[100]. Warum ist der Kopf des Schweines kegelförmig?

Mit dem Maulwurf hat das Wildschwein nicht nur das schwache Sehvermögen gemeinsam. An den Maulwurf erinnert auch der ganze Kopf des Wildschweins. Und so verschieden die Größe der beiden Geschöpfe auch ist, so haben sie doch in ihrer Lebensweise etwas Uebereinstimmendes.

Der Maulwurf lebt unter der Erde, indem er auf Regenwürmer und andere Insekten Jagd macht.
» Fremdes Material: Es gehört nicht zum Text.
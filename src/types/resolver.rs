use super::ty::{Interpretation, Type};
use super::value::Tagged;

/// Resolves dotted property paths against tagged values and decides which
/// declared interpretations are enabled for the current execution.
///
/// This is the crate's rendering of the host reflection capability: the
/// binder asks it for the value behind `user.name.first`, and both mappers
/// ask it for the interpretation to fall back to when a type class has no
/// registered handler.
#[derive(Clone, Default)]
pub struct TypeResolver {
    enabled: Vec<String>,
}

/// Outcome of a property-path walk.
#[derive(Debug, PartialEq)]
pub enum Resolution {
    /// The path resolved to this value.
    Value(Tagged),
    /// The walk stopped: the named segment does not exist or the value it
    /// was applied to cannot be traversed.
    Unknown {
        /// Path segment that failed to resolve.
        segment: String,
    },
}

impl TypeResolver {
    /// A resolver with no named interpretations enabled.
    pub fn new() -> TypeResolver {
        TypeResolver::default()
    }

    /// Enables a named interpretation.
    pub fn with_interpretation(mut self, name: impl Into<String>) -> TypeResolver {
        self.enabled.push(name.into());
        self
    }

    /// Enabled interpretation names.
    pub fn enabled_interpretations(&self) -> &[String] {
        &self.enabled
    }

    /// First enabled interpretation declared on `ty`, if any.
    pub fn interpretation_for<'a>(&self, ty: &'a Type) -> Option<&'a Interpretation> {
        ty.find_interpretation(&self.enabled)
    }

    /// Walks `path` through nested object fields of `value`.
    ///
    /// An empty path resolves to the value itself. The walk cannot cross a
    /// null object or a non-object value; both stop it with
    /// [`Resolution::Unknown`].
    pub fn resolve_property_path(&self, value: &Tagged, path: &[String]) -> Resolution {
        let mut current = value;
        for segment in path {
            let object = match current.as_object() {
                Some(object) => object,
                None => {
                    return Resolution::Unknown {
                        segment: segment.clone(),
                    }
                }
            };
            current = match object.get(segment) {
                Some(next) => next,
                None => {
                    return Resolution::Unknown {
                        segment: segment.clone(),
                    }
                }
            };
        }
        Resolution::Value(current.clone())
    }
}

/// Convenience for resolving against a root type without a resolver
/// instance; used by tests and simple callers.
pub fn resolve_direct(value: &Tagged, path: &[String]) -> Option<Tagged> {
    match TypeResolver::new().resolve_property_path(value, path) {
        Resolution::Value(v) => Some(v),
        Resolution::Unknown { .. } => None,
    }
}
Zu diesem Zwecke muß er, um sich schnell durch die Erde durchzubohren, einen kegelförmigen Kopf besitzen. Auch das Wildschwein frißt gern Regenwürmer und andere Insekten des Erdbodens, dann aber vor allen Dingen pflanzenartige Stoffe, die im Erdboden stecken, also Wurzeln, Kartoffeln und dergleichen. Das Wildschwein muß also einen Wühlkopf haben. Wo es etwas gewittert hat, bricht es mit seinem Rüssel die Erde auf, um zu dem durch den Geruch wahrgenommenen Gegenstande zu gelangen.

Der maulwurfartige Kopf kommt dem Wildschwein aber auch noch zustatten, wenn es schnell in Gebüsche flüchtet. Wie der Maulwurf schnell die Erde durchschneidet, so kann das Wildschwein schnell durch Gebüsche laufen. Hierbei ist es für das Wildschwein sehr von Vorteil, daß seine kleinen Augen seitlich stehen. Schon Wölfe oder Hunde können dem Wildschwein nicht so schnell in die Gebüsche folgen, weil ihre Köpfe viel weniger dazu geeignet sind, auch ihre Augen mehr nach vorn stehen. Zweige und Blätter werden ihnen also viel leichter in die Augen geschleudert als dem Wildschweine.

[101]. Warum nennt man einen Menschen mit kleinen Augen schweinsäugig?

Unser Wildschwein hat wohl kleine, aber eigentlich keine blöden Augen. Dagegen fallen bei den in der Nähe stehenden Hausschweinen die kleinen, blöden Augen sehr auf. Es ist also kein Wunder, daß man von einem Menschen, der kleine Augen hat, sagt, er habe Schweineaugen.

Schon äußerlich ist erkennbar, daß das Auge bei den Schweinen wenig leistet. Jeder Jäger kann das auch von den Wildschweinen bestätigen.

Die Schwäche der Augen wird bei den Schweinen durch die Leistungen der Nase ausgeglichen. Von der Feinheit ihres Geruchsvermögens können wir uns kaum eine Vorstellung machen. Ein Forstbeamter zeigte mir einmal folgenden Fall, da er wußte, daß ich für solche Dinge großes Interesse habe. Er hatte Kiefern angepflanzt und den Platz von der Größe eines Morgens mit einem Bretterzaun umgeben. In der Mitte des Platzes war eine kleine Stelle freigeblieben. Hier hatte sich mein Bekannter ein paar Kartoffeln gesteckt. Nun war an den Fährten deutlich zu erkennen, daß ein Wildschwein draußen am Zaun entlang gelaufen war. Hierbei muß es die Kartoffeln gewittert haben, denn es war plötzlich an einer Stelle durch den Zaun gekrochen. Das war ihm dadurch gelungen, daß es eine vorhandene Lücke vergrößert hatte. Auf mindestens 50 Schritte hatte es also die in der Erde verborgenen Kartoffeln gewittert.

Der Landwirt zweifelt an der unglaublichen Feinheit des Geruchssinns der Wildschweine keinen Augenblick. Denn er hat auf seinen Aeckern oft Gelegenheit, sich in höchst unerfreulicher Weise davon zu überzeugen. Sehr häufig kommt es beispielsweise vor, daß ein mit Kartoffeln bestellter Acker im nächsten Jahre Getreide trägt. Eines Tages sieht man im Getreide die Fährten eines Wildschweins, das im Boden gewühlt und schweren Schaden angerichtet hat. Was hat den überall verfolgten Schwarzkittel zu dieser landwirtschaftsfeindlichen Handlung veranlaßt? Hätten die Leute beim Ausbuddeln mit Sorgfalt alle Kartoffeln gesammelt, so wäre der Schaden im Getreide nicht geschehen. So hat das Wildschwein die in der Erde verborgenen Kartoffeln gewittert. Da es Kartoffeln sehr liebt, so hat es sie herausgewühlt ohne Rücksicht darauf, daß es dabei große Stellen Getreide zusammentrampelte oder sonst vernichtete.